On v1.8.0.beta4 +116, users are seeing errors trying to sign in using an auth_provider we wrote.

Here’s the trace:

/var/www/discourse/app/models/user_auth_token.rb:16:in `generate!'
/var/www/discourse/lib/auth/default_current_user_provider.rb:133:in `log_on_user'
/var/www/discourse/lib/current_user.rb:18:in `log_on_user'
/var/www/discourse/app/controllers/users/omniauth_callbacks_controller.rb:125:in `user_found'
/var/www/discourse/app/controllers/users/omniauth_callbacks_controller.rb:104:in `complete_response_data'
/var/www/discourse/app/controllers/users/omniauth_callbacks_controller.rb:63:in `complete'

The auth_provider is supporting authenticating through LTI from EdX (our code here: discourse-edx-lti/lti_authenticator.rb at master · mit-teaching-systems-lab/discourse-edx-lti · GitHub). This is a bit different than an OAuth provider flow. In our case:

  1. EdX sends a POST to /auth/:provider/callback with a bunch of params
  2. Our auth_provider validates those params, and then grabs an email address out of them
  3. Our auth_provide finds or creates a User by that email address. This enables there being no “sign up” flow for users (that’s the whole point of LTI).

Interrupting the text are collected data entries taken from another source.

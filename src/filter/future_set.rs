//! Deferred future-dated items collected by a filter pass.

use crate::item::{ItemMetadata, PublishState};
use crate::types::ItemId;
use chrono::{DateTime, Utc};
use serde::{Deserialize, Serialize};
use std::collections::BTreeMap;

/// Items removed because their publish date is still ahead, with their
/// original metadata.
#[derive(Debug, Clone, Default, PartialEq, Serialize, Deserialize)]
#[serde(transparent)]
pub struct FutureSet {
    items: BTreeMap<ItemId, ItemMetadata>,
}

impl FutureSet {
    pub fn new() -> Self {
        Self::default()
    }

    pub fn insert(&mut self, id: ItemId, metadata: ItemMetadata) -> Option<ItemMetadata> {
        self.items.insert(id, metadata)
    }

    pub fn get(&self, id: &str) -> Option<&ItemMetadata> {
        self.items.get(id)
    }

    pub fn contains(&self, id: &str) -> bool {
        self.items.contains_key(id)
    }

    pub fn len(&self) -> usize {
        self.items.len()
    }

    pub fn is_empty(&self) -> bool {
        self.items.is_empty()
    }

    pub fn iter(&self) -> impl Iterator<Item = (&ItemId, &ItemMetadata)> {
        self.items.iter()
    }

    pub fn ids(&self) -> impl Iterator<Item = &str> {
        self.items.keys().map(String::as_str)
    }

    /// Publish time of a deferred item.
    pub fn publish_time(&self, id: &str) -> Option<DateTime<Utc>> {
        match self.items.get(id)?.publish_state()? {
            PublishState::At(at) => Some(at),
            _ => None,
        }
    }

    /// Deferred items ordered by publish time, earliest first.
    pub fn schedule(&self) -> Vec<(&str, DateTime<Utc>)> {
        let mut schedule: Vec<(&str, DateTime<Utc>)> = self
            .ids()
            .filter_map(|id| self.publish_time(id).map(|at| (id, at)))
            .collect();
        schedule.sort_by(|a, b| a.1.cmp(&b.1).then_with(|| a.0.cmp(b.0)));
        schedule
    }

    /// Earliest deferred publish time: when the next rebuild is due.
    pub fn next_release(&self) -> Option<DateTime<Utc>> {
        self.ids().filter_map(|id| self.publish_time(id)).min()
    }

    pub fn into_inner(self) -> BTreeMap<ItemId, ItemMetadata> {
        self.items
    }
}

impl IntoIterator for FutureSet {
    type Item = (ItemId, ItemMetadata);
    type IntoIter = std::collections::btree_map::IntoIter<ItemId, ItemMetadata>;

    fn into_iter(self) -> Self::IntoIter {
        self.items.into_iter()
    }
}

This works great for existing users, but is trickier for first-time users. The omniauth_callback_controller has assumptions about the sign up/log in flows, and expects a User to be set on the auth_result. So for first-time users we pass it a new User record that hasn’t been saved yet, and it saves it. I suspect something about the UserAuthToken change is problematic, or maybe that the line is failing for some reason.

The most obvious thing seems to directly create the new User record in the auth_provider, and work around this, since I suspect my use of auth_provider is not what the OmniAuth controller code expects. Also, apologies if this is the wrong place to ask about this and if it’s too close to a question about developing a new feature than it is to a proper bug report. Thanks!

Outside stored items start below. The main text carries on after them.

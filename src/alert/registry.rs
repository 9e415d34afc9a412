//! Named alert strategies selectable from configuration.

use super::hook::{Alert, LogAlert, ReportAlert};
use crate::error::PublishError;
use serde::{Deserialize, Serialize};
use std::collections::HashMap;
use std::path::{Path, PathBuf};
use std::sync::Arc;

/// Alert selection as written in configuration.
///
/// ```toml
/// [alert]
/// kind = "report"
/// path = "deferred.json"
/// ```
#[derive(Debug, Clone, PartialEq, Eq, Serialize, Deserialize)]
#[serde(tag = "kind", rename_all = "lowercase")]
pub enum AlertSpec {
    /// Log deferred items through `tracing`.
    Log,
    /// Write a JSON report of deferred items.
    Report { path: PathBuf },
    /// A strategy registered by the host under this name.
    Named { name: String },
}

impl AlertSpec {
    /// Resolve a relative report path against `base`.
    pub fn with_base_dir(self, base: &Path) -> Self {
        match self {
            AlertSpec::Report { path } if path.is_relative() => AlertSpec::Report {
                path: base.join(path),
            },
            other => other,
        }
    }
}

/// Registry of alert strategies keyed by name.
pub struct AlertRegistry<H: ?Sized> {
    strategies: HashMap<String, Arc<dyn Alert<H>>>,
}

impl<H: ?Sized> Default for AlertRegistry<H> {
    fn default() -> Self {
        Self::new()
    }
}

impl<H: ?Sized> AlertRegistry<H> {
    /// Registry with the built-in `log` strategy.
    pub fn new() -> Self {
        let mut registry = Self::empty();
        registry.register("log", LogAlert);
        registry
    }

    pub fn empty() -> Self {
        AlertRegistry {
            strategies: HashMap::new(),
        }
    }

    /// Register (or replace) a strategy.
    pub fn register<A>(&mut self, name: impl Into<String>, alert: A)
    where
        A: Alert<H> + 'static,
    {
        self.strategies.insert(name.into(), Arc::new(alert));
    }

    pub fn get(&self, name: &str) -> Option<Arc<dyn Alert<H>>> {
        self.strategies.get(name).cloned()
    }

    pub fn contains(&self, name: &str) -> bool {
        self.strategies.contains_key(name)
    }

    /// Registered names, sorted.
    pub fn names(&self) -> Vec<&str> {
        let mut names: Vec<&str> = self.strategies.keys().map(String::as_str).collect();
        names.sort_unstable();
        names
    }

    /// Turn a configured spec into a hook.
    pub fn resolve(&self, spec: &AlertSpec) -> Result<Arc<dyn Alert<H>>, PublishError> {
        match spec {
            AlertSpec::Log => Ok(self
                .get("log")
                .unwrap_or_else(|| Arc::new(LogAlert) as Arc<dyn Alert<H>>)),
            AlertSpec::Report { path } => Ok(Arc::new(ReportAlert::new(path.clone()))),
            AlertSpec::Named { name } => self
                .get(name)
                .ok_or_else(|| PublishError::UnknownAlert(name.clone())),
        }
    }
}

Reports of user logged out twice today - related to recent auth tokens changes?
(Matt Palmer) #2

Yeeeeeah, I suspect you’re going to have to save the user you’re creating before asking for a token for them. I’m honestly quite surprised it ever worked as you’ve currently implemented it, but you’re definitely going to have to change it now.

(Kevin Robinson) #3

@mpalmer Thanks!

Yeah, it worked great two weeks ago, but there was no UserAuthToken class then :slight_smile:

For now, I’m essentially just moving the code in omniauth_callbacks_controller into the AuthProvider:

# Lookup or create a new User record.
user = User.find_or_initialize_by({
  username: auth_result.username
if user.new_record
  user.staged = false = true
  user.password = SecureRandom.hex(32)

(Create user in auth_provider#after_authenticate by kevinrobinson · Pull Request #7 · mit-teaching-systems-lab/discourse-edx-lti · GitHub for anyone curious)

What’s confusing to me still is that I can’t reliably reproduce the bug on my end, and our users who experience it can sign in from EdX on the first try, but then can’t get back in on the second. I’m wondering if it’s related to expire_tokens_if_password_changed getting called, but haven’t dug into that yet.